Written by Maverick Douglas from Russell Sage College - Troy, NY


I only went to Chuck E. Cheese once as a child, and I didn’t remember the sheer volume of noise that permeates the child-centered zone of games and activities. It prompted me to think about how people process and observe such spaces as children versus as adults, and the differing determinations that come from processing at alternate developmental periods. I had the opportunity to attend a birthday party for my friend’s niece at Chuck E. Cheese and decided to use it as the foundation for participant observation. I reasoned that a space made for children, specifically for children to have fun and explore, was the perfect opportunity to observe child agency in action. 


Saturday is the ideal day for parents to plan birthday parties for their children with their children’s friends, as it is generally an available time for everyone to be able to gather. However, when you get six families who have the same idea and all their children’s friends together, even a relatively large space like Chuck E. Cheese begins to feel small. Different pitches of excitable voices harmonize with the cheesy upbeat music of games, and the artificial voices of arcade games designed to draw the attention of beings with short attention spans. All of this noise was overwhelmed by the center stage when Chuck E. himself came out to dance with the birthday children and their friends, the music warring with the screeches and giggles of the sea of wriggling bodies who tried to follow his moves while being the one to claim they were dancing closest to him. 
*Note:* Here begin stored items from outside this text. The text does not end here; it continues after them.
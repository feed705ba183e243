// ============================================================================
// Transaction Manager
// ============================================================================
//
// Owns every open transaction of a store, including the implicit default
// transaction that dirty records join when nobody placed them elsewhere.
// A transaction is dropped once it becomes empty, unless a commit is still
// waiting on the adapter; it is then dropped when the commit settles.
//
// ============================================================================

use super::state::{TransactionEntry, TransactionId, TransactionState};
use crate::core::{ClientId, Result, StoreError};
use std::collections::HashMap;
use std::time::Duration;

#[derive(Debug, Default)]
pub(crate) struct TransactionManager {
    transactions: HashMap<TransactionId, TransactionEntry>,
    default: Option<TransactionId>,
}

impl TransactionManager {
    pub fn begin(&mut self) -> TransactionId {
        let transaction_id = TransactionId::next();
        self.transactions
            .insert(transaction_id, TransactionEntry::new(transaction_id));
        transaction_id
    }

    /// The default transaction, opened on demand.
    pub fn default_id(&mut self) -> TransactionId {
        match self.default {
            Some(id) if self.transactions.contains_key(&id) => id,
            _ => {
                let id = self.begin();
                self.default = Some(id);
                id
            }
        }
    }

    /// The default transaction if it is currently open.
    pub fn current_default(&self) -> Option<TransactionId> {
        self.default.filter(|id| self.transactions.contains_key(id))
    }

    pub fn state(&self, txn_id: TransactionId) -> TransactionState {
        self.transactions
            .get(&txn_id)
            .map(TransactionEntry::state)
            .unwrap_or(TransactionState::Closed)
    }

    pub fn members(&self, txn_id: TransactionId) -> Vec<ClientId> {
        self.transactions
            .get(&txn_id)
            .map(|txn| txn.members().to_vec())
            .unwrap_or_default()
    }

    pub fn enroll(&mut self, txn_id: TransactionId, member: ClientId) -> Result<()> {
        let transaction = self.transactions.get_mut(&txn_id).ok_or_else(|| {
            StoreError::Misuse(format!("Transaction {} is closed", txn_id))
        })?;
        transaction.enroll(member)
    }

    pub fn withdraw(&mut self, txn_id: TransactionId, member: ClientId) {
        let Some(transaction) = self.transactions.get_mut(&txn_id) else {
            return;
        };
        transaction.withdraw(member);
        if transaction.is_empty() && transaction.state() == TransactionState::Active {
            self.close(txn_id);
        }
    }

    pub fn begin_commit(&mut self, txn_id: TransactionId) {
        if let Some(transaction) = self.transactions.get_mut(&txn_id) {
            transaction.begin_commit();
        }
    }

    pub fn end_commit(&mut self, txn_id: TransactionId) {
        let Some(transaction) = self.transactions.get_mut(&txn_id) else {
            return;
        };
        transaction.end_commit();
        if transaction.is_empty() {
            self.close(txn_id);
        }
    }

    pub fn close(&mut self, txn_id: TransactionId) {
        if let Some(mut transaction) = self.transactions.remove(&txn_id) {
            transaction.close();
        }
        if self.default == Some(txn_id) {
            self.default = None;
        }
    }

    /// Open transactions, oldest first
    pub fn open_ids(&self) -> Vec<TransactionId> {
        let mut ids: Vec<TransactionId> = self.transactions.keys().copied().collect();
        ids.sort();
        ids
    }

    pub fn info(&self, txn_id: TransactionId) -> Option<TransactionInfo> {
        self.transactions.get(&txn_id).map(|txn| TransactionInfo {
            id: txn.id(),
            state: txn.state(),
            member_count: txn.members().len(),
            is_default: self.default == Some(txn_id),
            duration: txn.duration(),
        })
    }

    pub fn clear(&mut self) {
        for (_, mut transaction) in self.transactions.drain() {
            transaction.close();
        }
        self.default = None;
    }
}

/// Point-in-time view of one open transaction.
#[derive(Debug, Clone)]
pub struct TransactionInfo {
    pub id: TransactionId,
    pub state: TransactionState,
    pub member_count: usize,
    pub is_default: bool,
    pub duration: Duration,
}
Lights accompanied the sounds, flashing in yellows, blues, reds, pinks, and greens of eye squinting shades. They reflected against the shiny plastic bracelets, necklaces, and rings that could be claimed as prizes at the ticket booth. Video games flashed from scene to scene, the voices of the player lost within feet of the monitor, often making it difficult for even the player to understand what was happening, having to follow the quick paced graphics without the benefit of continuous verbal input. Adults had to take care as they moved about the tightly packed maze of games and activities, keeping an eye out for tiny bodies that appeared between one breath and the next, easy to trip over if great care wasn’t taken. 


The generally pleasing scent of baking pizza was overpowered by the underlying eye-watering smell of burnt cheese and bread. Depending on where you stood, that nauseating combination would couple with the sickly sweet scent of spilled soda, tugging at your shoes and leaving a sticky, squicking noise for several steps afterwards. Across the room where the indoor trampoline was set up, rubber intermingled with smelly feet, and the burnt pizza was almost preferable. Once in a while, a blast of rain-fresh air refreshed the area when the door opened. 
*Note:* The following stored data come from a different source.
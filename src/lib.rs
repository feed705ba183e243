// ============================================================================
// MemoStore Library
// ============================================================================
//
// Client-side entity cache. Records are identified once per (model, id),
// loaded through pluggable adapters, linked through a bidirectional
// relationship graph, and saved through transactions.
//
// - schema:        model and relationship declarations
// - payload:       normalized documents and serializers
// - adapter:       the backend boundary
// - store:         identity map, push, mutations, the public `Store` API
// - finders:       adapter round trips for every fetch operation
// - record:        record handles and lifecycle states
// - relationships: canonical/current linkage and inverse bookkeeping
// - record_array:  live, filtered and query-populated record collections
// - transaction:   commit and rollback units
//
// ============================================================================

pub mod adapter;
pub mod core;
pub mod finders;
pub mod payload;
pub mod record;
pub mod record_array;
pub mod relationships;
pub mod schema;
pub mod store;
pub mod transaction;

pub use adapter::{Adapter, AdapterCapabilities, BatchSaveResult, QueryConvention};
pub use core::{AdapterError, AdapterResult, Attributes, ClientId, Result, StoreError, ValidationErrors};
pub use finders::FindOptions;
pub use payload::{
    JsonApiSerializer, Payload, PrimaryData, RawPayload, RelationshipData, RelationshipLinks, RelationshipPayload,
    RequestType, ResourceIdentifier, ResourceObject, Serializer,
};
pub use record::{DirtyPhase, Record, RecordState, Snapshot, SnapshotRecordArray, SnapshotRef};
pub use record_array::{ManyArray, RecordArray, RecordArrayKind, RecordFilter};
pub use schema::{ModelSchema, RelationshipKind, RelationshipMeta, SchemaRegistry};
pub use store::{CommitMode, IdMismatchPolicy, PushResult, Store, StoreBuilder, StoreConfig};
pub use transaction::{CommitReport, DirtyType, Transaction, TransactionId, TransactionInfo, TransactionState};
My friend’s niece was celebrating her fourth birthday. She’s full of personality and knows exactly what she wants, and has no problem communicating that to those around her. She had spotted one of the basketball simulation games, where the ticket releases basketballs and you have a couple of minutes to get as many baskets as you can. She wanted to try it but she was too short, though she didn’t seem to realize it. She scanned her card (no longer do they have tokens but cards with a certain amount of “tokens” on them) and tried to figure out how to play. Even the start button was above her line of sight. I lifted her up to stand on the lip and showed her the start button. I was aware at this moment that I was both a participant and observer, helping her engage while also noticing what my involvement revealed about how adults shape children’s play. She squealed in excitement when the balls rolled down towards her. Lifting one up she tossed it, and it didn’t even make it halfway across the court, but it bounced and that was enough for her. She tossed the balls for a few minutes but quickly lost interest when she realized that she wasn’t yet able to make the basket and asked to get down. I placed her down and she skipped off to her next game happily and eagerly. 


As I finished the round for her, I overheard another child telling his adult that he wanted to try the game. He was from one of the other birthday parties, where the birthday child was turning three, and so he likely was between three and five depending. The adult told him no, that he should try another game because it was a waste of tokens; he was too short and wouldn’t be able to do it. He continued to plead with her, telling her he just wanted to try and throw them, and as he spoke he grew louder. I recognized that the adult was already at the end of their tether, something that seemed common with the adults (no doubt because of everything happening around us), she finally snapped at him, told him they weren’t playing that game and wasting her money, and that he could go find something else to do or he could go sit with the adults and babies at the table. He began to cry loudly. After being around children at various stages of development my whole life, I find it usually pretty easy to figure out what kind of crying they’re doing. This cry was of frustration, of someone not being heard, and was no doubt exacerbated by his own overwhelm from all the stimuli happening around us. His adult huffed and followed through on her threat, dragging him back towards the tables, his gasps and cries dissipating behind the other noise the further away they got. 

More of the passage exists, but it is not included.